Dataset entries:
◇ ◇ ◇ ◇ ◇
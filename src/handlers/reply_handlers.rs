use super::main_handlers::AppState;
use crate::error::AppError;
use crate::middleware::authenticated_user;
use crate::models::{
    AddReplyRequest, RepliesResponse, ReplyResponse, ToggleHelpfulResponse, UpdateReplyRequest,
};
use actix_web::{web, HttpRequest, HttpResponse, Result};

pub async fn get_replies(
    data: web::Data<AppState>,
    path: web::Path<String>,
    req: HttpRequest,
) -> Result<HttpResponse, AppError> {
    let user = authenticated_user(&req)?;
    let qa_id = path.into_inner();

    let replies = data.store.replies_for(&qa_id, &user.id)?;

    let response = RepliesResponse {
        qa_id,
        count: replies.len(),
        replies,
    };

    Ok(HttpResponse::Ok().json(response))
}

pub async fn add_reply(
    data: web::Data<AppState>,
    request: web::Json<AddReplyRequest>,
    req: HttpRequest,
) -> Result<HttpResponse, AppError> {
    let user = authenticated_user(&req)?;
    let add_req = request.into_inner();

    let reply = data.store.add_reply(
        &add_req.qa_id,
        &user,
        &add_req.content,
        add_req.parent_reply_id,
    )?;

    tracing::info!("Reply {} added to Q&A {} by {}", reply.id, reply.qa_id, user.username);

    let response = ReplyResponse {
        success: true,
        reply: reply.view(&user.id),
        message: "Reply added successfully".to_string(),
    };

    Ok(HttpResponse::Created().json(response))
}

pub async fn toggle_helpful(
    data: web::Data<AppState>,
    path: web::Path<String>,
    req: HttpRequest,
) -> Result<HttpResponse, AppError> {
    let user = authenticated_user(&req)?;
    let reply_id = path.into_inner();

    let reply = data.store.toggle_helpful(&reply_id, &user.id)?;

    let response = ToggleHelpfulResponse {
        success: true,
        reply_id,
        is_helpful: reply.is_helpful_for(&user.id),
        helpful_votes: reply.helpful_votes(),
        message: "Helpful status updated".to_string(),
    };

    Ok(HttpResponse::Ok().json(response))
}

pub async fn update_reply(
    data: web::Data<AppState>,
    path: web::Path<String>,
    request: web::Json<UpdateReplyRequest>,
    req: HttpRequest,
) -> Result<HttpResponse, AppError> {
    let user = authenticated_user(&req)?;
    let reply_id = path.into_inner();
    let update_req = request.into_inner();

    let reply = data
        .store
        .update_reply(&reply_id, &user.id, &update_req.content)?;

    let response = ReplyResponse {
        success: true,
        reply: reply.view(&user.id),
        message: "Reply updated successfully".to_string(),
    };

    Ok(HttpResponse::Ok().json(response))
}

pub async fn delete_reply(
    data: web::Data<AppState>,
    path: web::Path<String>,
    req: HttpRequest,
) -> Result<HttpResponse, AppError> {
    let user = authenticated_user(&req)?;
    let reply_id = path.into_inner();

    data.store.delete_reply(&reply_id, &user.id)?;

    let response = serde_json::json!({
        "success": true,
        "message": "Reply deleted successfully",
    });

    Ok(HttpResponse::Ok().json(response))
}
◇ ◇ ◇ ◇ ◇
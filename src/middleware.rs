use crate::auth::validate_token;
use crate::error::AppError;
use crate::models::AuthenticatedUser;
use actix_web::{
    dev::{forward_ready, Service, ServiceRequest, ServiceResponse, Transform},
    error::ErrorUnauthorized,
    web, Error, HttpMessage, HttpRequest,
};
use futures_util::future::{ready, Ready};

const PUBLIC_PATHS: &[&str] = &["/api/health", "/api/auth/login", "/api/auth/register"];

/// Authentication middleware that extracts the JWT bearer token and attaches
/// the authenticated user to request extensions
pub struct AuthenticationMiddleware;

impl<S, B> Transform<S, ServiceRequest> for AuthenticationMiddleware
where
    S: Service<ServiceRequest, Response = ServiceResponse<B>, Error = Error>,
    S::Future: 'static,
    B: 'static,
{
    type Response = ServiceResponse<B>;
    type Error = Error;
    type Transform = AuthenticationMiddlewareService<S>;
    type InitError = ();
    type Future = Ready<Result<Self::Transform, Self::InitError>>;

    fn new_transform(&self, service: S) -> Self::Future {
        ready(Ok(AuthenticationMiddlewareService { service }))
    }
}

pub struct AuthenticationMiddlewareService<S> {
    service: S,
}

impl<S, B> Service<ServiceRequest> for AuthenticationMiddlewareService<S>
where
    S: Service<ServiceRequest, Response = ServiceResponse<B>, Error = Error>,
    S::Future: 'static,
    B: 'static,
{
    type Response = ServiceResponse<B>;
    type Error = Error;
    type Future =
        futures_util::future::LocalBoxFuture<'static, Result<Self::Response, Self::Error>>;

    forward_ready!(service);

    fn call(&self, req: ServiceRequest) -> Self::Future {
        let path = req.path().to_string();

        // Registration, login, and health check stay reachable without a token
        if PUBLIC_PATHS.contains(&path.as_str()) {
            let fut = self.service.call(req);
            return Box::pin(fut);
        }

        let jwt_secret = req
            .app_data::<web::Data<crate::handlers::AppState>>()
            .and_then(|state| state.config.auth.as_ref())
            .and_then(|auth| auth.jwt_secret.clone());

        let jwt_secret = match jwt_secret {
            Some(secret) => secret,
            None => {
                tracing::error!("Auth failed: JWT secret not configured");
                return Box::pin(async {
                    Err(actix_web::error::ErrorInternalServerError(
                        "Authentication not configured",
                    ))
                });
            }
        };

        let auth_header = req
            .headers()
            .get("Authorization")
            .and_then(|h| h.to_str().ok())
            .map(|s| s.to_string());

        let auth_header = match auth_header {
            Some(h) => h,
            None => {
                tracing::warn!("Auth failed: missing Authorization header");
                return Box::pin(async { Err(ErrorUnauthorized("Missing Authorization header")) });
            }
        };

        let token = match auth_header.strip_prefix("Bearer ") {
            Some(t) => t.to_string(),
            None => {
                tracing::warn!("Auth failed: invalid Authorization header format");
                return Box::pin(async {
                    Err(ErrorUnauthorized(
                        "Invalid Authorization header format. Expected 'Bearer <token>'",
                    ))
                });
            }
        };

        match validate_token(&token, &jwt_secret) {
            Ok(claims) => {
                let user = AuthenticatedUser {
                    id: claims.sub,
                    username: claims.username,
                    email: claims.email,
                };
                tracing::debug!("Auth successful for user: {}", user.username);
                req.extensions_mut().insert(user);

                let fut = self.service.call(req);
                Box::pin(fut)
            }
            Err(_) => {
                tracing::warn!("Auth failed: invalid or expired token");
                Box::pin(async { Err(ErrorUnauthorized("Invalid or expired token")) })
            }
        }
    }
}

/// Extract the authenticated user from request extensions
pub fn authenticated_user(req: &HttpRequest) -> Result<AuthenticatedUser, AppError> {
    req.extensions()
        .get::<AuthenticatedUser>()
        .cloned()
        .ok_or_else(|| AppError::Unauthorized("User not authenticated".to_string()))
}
◇ ◇ ◇ ◇ ◇
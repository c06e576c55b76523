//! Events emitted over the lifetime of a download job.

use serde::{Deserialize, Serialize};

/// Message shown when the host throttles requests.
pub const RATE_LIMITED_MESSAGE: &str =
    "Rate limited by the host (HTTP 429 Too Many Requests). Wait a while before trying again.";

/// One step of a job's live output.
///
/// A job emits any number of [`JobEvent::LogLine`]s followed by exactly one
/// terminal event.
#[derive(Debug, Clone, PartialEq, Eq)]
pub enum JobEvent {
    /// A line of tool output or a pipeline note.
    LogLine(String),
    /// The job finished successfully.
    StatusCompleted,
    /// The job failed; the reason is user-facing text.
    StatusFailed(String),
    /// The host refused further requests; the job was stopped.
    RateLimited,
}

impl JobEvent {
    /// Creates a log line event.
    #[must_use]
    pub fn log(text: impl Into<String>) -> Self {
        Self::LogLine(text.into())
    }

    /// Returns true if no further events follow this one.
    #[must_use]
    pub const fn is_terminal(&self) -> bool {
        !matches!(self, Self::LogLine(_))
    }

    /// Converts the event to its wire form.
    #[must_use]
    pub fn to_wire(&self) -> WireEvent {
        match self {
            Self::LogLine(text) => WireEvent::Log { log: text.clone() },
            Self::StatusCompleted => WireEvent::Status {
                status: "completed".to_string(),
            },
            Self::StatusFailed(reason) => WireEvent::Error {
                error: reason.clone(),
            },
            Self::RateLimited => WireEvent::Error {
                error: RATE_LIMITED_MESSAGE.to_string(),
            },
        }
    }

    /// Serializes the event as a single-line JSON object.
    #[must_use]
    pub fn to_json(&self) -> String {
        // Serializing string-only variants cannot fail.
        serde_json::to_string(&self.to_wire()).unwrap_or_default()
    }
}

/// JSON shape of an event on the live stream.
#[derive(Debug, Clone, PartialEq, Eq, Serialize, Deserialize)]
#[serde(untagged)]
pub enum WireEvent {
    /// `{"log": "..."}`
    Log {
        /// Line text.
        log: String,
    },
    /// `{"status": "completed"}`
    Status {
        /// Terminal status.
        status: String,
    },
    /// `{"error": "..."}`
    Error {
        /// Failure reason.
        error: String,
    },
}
◇ ◇ ◇ ◇ ◇
**Work item:** Look over the records above and say how many lines hold the word "format", giving the number alone.

**Completed task:** 2